* WHAT YOU WILL DO *
From the entries below, reproduce exactly the line containing "pub fn load(bytes: &[u8], extension: &str)", the line containing "let bytes = std::fs::read(path)?;", and every line in between, with nothing added.

* SUPPLIED RECORDS *
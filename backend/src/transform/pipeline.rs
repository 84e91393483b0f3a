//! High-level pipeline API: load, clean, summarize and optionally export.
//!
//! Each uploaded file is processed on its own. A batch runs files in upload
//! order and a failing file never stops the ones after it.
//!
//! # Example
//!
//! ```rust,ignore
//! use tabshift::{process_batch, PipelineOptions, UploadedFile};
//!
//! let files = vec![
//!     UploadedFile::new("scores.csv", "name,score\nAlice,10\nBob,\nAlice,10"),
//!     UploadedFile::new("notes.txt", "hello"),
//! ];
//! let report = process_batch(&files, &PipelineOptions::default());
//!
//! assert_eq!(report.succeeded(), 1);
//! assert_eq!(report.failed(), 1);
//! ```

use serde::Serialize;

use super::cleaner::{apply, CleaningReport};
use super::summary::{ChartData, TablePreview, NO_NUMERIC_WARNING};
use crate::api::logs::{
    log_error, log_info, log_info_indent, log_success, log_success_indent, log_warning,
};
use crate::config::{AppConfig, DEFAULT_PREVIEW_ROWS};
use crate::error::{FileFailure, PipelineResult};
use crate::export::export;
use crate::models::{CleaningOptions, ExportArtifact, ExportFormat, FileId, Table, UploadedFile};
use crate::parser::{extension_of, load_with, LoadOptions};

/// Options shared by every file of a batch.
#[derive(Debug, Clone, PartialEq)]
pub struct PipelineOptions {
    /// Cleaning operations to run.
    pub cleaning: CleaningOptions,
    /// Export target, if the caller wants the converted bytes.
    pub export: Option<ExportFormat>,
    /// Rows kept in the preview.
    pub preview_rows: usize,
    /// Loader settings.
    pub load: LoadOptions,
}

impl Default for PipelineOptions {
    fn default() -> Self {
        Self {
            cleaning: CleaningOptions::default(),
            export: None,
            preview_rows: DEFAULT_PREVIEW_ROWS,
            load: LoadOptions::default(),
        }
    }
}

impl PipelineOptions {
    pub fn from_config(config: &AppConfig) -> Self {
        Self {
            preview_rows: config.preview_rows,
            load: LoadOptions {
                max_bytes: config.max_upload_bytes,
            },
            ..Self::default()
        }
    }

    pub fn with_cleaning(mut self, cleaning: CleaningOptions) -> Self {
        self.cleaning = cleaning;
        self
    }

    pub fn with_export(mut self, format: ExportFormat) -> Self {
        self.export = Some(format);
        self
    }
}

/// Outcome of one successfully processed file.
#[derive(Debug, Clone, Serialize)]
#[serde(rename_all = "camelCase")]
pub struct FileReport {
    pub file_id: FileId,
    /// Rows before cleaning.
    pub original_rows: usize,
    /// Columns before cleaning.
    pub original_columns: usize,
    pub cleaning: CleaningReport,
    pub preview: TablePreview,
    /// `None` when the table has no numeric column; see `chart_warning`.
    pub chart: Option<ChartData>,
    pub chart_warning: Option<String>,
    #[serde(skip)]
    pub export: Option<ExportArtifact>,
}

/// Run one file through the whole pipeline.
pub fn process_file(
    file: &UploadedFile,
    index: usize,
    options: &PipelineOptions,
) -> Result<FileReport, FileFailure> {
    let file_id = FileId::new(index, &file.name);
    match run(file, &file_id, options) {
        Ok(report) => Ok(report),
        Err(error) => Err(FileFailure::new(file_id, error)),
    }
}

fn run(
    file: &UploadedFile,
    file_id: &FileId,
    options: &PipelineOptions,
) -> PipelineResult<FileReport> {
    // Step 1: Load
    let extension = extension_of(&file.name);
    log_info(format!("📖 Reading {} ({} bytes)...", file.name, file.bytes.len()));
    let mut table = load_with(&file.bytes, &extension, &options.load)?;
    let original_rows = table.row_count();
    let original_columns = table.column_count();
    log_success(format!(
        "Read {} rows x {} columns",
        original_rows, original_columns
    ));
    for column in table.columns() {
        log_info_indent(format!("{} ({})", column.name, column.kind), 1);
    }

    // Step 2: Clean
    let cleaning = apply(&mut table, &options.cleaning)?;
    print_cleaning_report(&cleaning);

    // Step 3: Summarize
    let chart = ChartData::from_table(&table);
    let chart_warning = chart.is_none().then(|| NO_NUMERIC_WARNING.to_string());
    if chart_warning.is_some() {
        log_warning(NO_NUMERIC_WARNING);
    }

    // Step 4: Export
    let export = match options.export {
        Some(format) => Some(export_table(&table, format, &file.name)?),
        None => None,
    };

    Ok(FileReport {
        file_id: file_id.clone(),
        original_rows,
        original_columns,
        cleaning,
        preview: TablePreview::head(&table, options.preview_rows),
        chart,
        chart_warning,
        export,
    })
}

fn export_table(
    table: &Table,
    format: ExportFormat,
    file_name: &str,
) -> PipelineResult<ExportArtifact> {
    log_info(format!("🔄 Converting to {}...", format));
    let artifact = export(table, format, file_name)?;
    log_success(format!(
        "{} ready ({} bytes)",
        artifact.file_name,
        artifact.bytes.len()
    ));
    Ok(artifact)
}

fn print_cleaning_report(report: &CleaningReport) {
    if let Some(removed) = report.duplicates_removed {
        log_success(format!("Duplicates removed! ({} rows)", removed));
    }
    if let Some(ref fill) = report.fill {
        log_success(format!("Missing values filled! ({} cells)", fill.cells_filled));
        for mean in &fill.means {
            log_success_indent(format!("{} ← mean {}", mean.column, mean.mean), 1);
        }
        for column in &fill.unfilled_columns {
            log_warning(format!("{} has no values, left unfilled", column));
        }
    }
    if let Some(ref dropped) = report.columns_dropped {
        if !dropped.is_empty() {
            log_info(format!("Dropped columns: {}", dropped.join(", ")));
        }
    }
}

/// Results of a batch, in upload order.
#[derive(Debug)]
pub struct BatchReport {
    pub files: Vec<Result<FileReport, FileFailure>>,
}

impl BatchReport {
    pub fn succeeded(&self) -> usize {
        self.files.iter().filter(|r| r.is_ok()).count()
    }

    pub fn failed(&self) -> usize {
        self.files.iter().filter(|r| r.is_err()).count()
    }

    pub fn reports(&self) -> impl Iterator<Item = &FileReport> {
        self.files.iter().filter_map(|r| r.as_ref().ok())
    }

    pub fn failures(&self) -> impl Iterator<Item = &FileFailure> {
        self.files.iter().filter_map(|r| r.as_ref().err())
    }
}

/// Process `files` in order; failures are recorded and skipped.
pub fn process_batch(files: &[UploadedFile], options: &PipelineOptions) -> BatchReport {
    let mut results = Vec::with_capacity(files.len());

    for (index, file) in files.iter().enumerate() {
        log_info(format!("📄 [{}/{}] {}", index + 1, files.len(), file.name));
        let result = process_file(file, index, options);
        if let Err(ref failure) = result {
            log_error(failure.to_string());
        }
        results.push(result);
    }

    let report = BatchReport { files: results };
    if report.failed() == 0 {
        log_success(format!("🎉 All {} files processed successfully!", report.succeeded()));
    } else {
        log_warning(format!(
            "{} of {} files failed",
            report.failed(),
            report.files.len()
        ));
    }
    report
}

* * *

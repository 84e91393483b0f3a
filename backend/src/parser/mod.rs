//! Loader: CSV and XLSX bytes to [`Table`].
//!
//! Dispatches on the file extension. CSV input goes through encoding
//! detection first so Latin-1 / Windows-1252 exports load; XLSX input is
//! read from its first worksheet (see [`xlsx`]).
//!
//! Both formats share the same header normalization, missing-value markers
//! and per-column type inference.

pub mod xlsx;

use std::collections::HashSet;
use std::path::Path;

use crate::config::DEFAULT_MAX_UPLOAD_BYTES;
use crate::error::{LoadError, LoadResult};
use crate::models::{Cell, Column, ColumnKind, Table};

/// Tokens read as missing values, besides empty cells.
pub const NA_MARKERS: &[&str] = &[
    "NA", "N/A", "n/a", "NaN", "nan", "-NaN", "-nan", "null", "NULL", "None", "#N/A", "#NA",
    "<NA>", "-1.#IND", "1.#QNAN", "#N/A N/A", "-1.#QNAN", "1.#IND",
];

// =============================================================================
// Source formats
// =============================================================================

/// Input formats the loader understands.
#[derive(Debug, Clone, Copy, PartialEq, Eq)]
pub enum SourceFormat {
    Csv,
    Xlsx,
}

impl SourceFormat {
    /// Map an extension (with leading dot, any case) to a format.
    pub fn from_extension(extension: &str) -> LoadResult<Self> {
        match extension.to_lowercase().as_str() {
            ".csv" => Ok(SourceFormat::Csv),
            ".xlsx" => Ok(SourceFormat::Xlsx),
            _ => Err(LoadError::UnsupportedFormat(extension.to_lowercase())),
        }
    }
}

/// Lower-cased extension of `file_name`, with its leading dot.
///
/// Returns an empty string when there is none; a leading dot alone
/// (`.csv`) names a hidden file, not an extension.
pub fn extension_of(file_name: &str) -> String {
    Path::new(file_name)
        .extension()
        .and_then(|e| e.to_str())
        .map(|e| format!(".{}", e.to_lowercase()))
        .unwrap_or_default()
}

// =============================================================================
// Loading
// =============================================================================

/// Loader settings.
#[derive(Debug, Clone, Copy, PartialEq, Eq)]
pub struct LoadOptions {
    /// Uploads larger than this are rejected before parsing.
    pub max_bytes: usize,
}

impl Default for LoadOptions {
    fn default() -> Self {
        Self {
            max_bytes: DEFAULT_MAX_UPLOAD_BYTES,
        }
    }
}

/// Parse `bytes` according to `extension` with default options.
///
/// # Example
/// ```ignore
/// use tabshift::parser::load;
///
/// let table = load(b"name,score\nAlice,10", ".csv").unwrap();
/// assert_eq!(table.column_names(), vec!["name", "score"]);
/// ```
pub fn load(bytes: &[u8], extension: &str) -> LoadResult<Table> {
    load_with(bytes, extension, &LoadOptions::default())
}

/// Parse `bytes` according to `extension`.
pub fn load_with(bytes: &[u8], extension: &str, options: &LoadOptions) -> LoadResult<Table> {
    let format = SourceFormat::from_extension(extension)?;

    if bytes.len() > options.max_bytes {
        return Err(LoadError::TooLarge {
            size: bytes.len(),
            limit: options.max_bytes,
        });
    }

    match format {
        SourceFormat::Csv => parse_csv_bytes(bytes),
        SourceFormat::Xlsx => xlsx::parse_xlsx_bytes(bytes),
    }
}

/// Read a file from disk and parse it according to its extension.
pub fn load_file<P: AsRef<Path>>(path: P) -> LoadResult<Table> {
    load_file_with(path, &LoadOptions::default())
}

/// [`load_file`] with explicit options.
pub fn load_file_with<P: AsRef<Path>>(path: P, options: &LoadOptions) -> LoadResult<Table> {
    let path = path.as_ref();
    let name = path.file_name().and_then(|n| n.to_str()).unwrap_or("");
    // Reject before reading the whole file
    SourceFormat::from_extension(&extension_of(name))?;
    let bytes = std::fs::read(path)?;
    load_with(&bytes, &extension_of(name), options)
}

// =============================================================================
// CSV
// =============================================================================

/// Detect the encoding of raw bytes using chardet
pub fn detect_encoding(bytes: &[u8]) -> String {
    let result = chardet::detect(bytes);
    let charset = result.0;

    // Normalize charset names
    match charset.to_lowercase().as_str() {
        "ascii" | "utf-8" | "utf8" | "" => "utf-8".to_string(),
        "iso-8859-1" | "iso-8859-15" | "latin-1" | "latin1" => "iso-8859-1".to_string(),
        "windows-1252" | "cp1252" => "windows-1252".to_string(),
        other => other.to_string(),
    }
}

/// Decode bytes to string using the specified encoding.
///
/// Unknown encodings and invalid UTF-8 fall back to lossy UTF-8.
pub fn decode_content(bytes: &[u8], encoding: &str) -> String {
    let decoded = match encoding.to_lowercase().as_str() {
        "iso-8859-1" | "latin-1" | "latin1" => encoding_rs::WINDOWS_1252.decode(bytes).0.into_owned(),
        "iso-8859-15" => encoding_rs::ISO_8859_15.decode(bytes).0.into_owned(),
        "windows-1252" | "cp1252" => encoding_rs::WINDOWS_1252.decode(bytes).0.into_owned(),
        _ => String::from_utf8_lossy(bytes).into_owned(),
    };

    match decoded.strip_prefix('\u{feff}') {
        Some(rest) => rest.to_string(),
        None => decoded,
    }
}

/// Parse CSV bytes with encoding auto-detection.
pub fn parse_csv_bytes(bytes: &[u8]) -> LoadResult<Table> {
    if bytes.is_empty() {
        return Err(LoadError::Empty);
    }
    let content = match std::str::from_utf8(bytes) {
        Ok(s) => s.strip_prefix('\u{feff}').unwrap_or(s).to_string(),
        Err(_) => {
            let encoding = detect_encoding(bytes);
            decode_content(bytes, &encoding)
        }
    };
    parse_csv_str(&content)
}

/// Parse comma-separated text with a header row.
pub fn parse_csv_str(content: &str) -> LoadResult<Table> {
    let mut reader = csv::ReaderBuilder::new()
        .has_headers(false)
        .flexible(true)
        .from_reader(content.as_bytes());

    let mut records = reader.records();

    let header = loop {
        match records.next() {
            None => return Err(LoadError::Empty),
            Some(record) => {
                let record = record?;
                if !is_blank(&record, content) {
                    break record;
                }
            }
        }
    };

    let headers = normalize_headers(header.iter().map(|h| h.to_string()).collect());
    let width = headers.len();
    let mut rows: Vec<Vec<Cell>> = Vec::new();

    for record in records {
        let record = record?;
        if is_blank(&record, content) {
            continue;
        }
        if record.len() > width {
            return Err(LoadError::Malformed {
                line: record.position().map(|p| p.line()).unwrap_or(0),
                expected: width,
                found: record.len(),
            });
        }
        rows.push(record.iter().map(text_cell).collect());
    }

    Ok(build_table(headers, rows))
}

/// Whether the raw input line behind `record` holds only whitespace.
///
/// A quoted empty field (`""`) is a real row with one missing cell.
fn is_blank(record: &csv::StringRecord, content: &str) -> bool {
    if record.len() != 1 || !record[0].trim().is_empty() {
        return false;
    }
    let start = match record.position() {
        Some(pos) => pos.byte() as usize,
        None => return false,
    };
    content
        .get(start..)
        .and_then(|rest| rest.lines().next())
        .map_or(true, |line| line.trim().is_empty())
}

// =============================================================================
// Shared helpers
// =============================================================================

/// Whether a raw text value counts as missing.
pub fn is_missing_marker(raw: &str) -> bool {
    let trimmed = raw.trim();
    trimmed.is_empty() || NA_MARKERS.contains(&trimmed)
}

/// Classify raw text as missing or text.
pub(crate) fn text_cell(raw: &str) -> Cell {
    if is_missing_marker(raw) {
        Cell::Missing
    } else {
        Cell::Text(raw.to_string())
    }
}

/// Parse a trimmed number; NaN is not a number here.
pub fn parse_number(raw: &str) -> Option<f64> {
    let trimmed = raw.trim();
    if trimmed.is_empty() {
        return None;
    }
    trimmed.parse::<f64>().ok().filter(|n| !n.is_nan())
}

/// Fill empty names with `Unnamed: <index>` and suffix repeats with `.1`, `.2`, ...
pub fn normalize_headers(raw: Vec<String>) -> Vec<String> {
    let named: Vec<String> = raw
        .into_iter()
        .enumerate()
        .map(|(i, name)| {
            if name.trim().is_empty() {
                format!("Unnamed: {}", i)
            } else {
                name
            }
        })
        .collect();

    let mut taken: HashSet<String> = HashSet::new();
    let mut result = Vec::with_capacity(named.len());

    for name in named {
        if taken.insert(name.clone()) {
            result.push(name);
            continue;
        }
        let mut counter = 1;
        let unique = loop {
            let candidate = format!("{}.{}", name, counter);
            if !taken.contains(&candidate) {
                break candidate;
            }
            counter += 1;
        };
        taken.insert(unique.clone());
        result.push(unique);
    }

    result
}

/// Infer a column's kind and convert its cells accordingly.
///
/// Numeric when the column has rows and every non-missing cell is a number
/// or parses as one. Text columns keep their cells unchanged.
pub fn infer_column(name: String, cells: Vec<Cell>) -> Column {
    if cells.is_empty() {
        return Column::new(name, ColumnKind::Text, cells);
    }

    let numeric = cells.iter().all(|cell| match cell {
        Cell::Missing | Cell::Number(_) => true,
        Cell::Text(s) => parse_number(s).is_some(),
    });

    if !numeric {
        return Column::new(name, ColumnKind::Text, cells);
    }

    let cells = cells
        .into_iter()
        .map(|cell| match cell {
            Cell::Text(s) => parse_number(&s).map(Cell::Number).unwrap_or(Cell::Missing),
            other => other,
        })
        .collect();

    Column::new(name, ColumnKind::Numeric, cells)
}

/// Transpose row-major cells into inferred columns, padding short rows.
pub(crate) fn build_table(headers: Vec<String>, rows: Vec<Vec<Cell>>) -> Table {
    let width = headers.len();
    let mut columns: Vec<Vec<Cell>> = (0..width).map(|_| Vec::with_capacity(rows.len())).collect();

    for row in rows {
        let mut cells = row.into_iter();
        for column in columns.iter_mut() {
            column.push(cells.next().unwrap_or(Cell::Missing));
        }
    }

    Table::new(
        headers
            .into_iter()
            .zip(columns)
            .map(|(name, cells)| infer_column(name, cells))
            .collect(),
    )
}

* TASK RESPONSE *
pub fn load(bytes: &[u8], extension: &str) -> LoadResult<Table> {
    load_with(bytes, extension, &LoadOptions::default())
}

/// Parse `bytes` according to `extension`.
pub fn load_with(bytes: &[u8], extension: &str, options: &LoadOptions) -> LoadResult<Table> {
    let format = SourceFormat::from_extension(extension)?;

    if bytes.len() > options.max_bytes {
        return Err(LoadError::TooLarge {
            size: bytes.len(),
            limit: options.max_bytes,
        });
    }

    match format {
        SourceFormat::Csv => parse_csv_bytes(bytes),
        SourceFormat::Xlsx => xlsx::parse_xlsx_bytes(bytes),
    }
}

/// Read a file from disk and parse it according to its extension.
pub fn load_file<P: AsRef<Path>>(path: P) -> LoadResult<Table> {
    load_file_with(path, &LoadOptions::default())
}

/// [`load_file`] with explicit options.
pub fn load_file_with<P: AsRef<Path>>(path: P, options: &LoadOptions) -> LoadResult<Table> {
    let path = path.as_ref();
    let name = path.file_name().and_then(|n| n.to_str()).unwrap_or("");
    // Reject before reading the whole file
    SourceFormat::from_extension(&extension_of(name))?;
    let bytes = std::fs::read(path)?;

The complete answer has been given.